> DIRECTIONS FOR THIS TASK:
Up through the line that contains "exceed a quota.", retype the entries exactly, beginning at the very first line.

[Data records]
════

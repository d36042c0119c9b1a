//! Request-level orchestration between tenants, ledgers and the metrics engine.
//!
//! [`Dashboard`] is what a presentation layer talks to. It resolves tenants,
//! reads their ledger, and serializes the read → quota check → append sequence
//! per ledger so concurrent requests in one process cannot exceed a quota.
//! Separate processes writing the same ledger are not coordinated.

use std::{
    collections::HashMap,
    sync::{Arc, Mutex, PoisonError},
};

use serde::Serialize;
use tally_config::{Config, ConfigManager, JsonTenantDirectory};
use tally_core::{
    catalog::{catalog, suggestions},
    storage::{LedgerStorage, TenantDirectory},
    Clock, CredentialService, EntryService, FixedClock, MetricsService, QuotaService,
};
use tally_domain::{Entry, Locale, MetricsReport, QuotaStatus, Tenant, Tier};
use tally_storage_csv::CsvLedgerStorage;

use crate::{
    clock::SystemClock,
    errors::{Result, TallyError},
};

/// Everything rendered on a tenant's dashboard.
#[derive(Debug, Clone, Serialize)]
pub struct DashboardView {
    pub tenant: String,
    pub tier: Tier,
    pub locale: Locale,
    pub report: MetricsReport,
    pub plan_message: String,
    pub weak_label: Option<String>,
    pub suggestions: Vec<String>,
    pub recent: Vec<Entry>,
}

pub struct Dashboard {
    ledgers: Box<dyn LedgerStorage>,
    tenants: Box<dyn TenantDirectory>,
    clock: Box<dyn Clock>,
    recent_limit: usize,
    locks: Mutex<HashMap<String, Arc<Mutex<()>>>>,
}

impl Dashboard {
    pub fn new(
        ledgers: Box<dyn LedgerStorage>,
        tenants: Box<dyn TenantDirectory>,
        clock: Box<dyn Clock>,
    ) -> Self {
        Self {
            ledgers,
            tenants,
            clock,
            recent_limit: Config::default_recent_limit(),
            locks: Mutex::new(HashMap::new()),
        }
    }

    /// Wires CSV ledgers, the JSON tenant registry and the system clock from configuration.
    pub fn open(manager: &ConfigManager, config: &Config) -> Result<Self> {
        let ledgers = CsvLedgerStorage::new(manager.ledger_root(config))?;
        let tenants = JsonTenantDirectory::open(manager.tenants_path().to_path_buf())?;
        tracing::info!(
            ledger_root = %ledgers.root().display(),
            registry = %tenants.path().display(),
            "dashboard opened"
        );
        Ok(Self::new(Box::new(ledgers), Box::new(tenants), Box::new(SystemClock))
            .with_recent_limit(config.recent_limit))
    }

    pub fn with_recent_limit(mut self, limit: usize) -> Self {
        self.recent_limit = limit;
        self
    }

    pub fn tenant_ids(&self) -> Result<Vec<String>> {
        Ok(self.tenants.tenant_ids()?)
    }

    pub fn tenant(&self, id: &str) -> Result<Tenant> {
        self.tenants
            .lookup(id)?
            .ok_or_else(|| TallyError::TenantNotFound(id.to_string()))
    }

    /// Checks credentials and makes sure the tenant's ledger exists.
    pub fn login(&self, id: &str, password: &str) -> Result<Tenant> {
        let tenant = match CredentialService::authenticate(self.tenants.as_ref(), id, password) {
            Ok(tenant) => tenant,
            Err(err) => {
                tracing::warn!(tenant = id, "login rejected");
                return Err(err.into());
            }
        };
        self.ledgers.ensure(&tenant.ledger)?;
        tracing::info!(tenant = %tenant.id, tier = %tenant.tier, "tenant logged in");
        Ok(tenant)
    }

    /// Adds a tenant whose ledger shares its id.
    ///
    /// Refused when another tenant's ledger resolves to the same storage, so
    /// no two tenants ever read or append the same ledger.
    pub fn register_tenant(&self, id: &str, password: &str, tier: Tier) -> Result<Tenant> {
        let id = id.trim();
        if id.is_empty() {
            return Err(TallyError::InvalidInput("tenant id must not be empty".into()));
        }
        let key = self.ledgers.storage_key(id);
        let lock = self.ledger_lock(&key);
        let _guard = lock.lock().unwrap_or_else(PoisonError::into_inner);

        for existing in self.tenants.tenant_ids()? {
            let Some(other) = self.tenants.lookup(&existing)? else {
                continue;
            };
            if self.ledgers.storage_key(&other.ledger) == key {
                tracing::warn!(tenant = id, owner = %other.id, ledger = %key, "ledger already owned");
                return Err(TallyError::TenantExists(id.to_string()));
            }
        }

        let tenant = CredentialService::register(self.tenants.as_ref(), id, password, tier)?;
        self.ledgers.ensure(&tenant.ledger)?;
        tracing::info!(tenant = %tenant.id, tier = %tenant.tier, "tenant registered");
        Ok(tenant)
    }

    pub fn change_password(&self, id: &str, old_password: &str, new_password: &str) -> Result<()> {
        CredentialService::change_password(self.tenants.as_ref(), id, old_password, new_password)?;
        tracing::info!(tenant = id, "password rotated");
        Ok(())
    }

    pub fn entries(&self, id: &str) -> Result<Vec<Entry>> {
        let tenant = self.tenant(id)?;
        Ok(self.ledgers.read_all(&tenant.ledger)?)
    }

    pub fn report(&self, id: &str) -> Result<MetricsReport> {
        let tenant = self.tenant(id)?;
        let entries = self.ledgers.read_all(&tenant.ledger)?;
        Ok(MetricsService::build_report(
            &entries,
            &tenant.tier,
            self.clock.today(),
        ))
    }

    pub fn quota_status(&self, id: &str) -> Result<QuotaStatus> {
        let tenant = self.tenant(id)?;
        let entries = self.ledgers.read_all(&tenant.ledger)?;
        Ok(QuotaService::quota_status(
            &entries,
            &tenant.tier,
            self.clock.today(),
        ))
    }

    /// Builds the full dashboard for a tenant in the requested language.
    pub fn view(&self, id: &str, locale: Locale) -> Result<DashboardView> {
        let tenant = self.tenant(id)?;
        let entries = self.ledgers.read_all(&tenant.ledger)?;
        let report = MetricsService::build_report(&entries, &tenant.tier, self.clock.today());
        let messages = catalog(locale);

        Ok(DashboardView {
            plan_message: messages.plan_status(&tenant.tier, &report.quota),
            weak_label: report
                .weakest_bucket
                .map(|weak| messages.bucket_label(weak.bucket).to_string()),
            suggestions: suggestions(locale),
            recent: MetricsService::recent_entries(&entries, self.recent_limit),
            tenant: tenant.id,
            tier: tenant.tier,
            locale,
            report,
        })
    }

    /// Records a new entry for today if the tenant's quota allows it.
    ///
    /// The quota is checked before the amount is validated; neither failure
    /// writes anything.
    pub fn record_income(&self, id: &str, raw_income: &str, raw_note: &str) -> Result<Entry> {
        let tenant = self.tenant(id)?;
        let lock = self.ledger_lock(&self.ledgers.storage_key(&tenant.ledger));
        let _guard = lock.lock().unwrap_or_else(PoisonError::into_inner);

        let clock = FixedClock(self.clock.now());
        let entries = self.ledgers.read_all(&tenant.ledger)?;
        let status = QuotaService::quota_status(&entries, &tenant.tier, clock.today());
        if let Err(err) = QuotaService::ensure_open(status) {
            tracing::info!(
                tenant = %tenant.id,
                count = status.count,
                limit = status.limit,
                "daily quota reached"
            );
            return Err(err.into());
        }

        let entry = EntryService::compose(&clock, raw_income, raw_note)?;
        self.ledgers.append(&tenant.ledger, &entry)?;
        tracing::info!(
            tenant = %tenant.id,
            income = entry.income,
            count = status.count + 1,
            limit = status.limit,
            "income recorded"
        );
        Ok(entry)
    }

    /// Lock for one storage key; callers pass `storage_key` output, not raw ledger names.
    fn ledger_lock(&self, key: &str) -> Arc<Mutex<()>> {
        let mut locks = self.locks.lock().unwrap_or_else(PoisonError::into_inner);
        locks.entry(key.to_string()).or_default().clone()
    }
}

════

> SOLUTION FOR THIS PROBLEM:
repository d36042c0119c9b1a
//! Request-level orchestration between tenants, ledgers and the metrics engine.
//!
//! [`Dashboard`] is what a presentation layer talks to. It resolves tenants,
//! reads their ledger, and serializes the read → quota check → append sequence
//! per ledger so concurrent requests in one process cannot exceed a quota.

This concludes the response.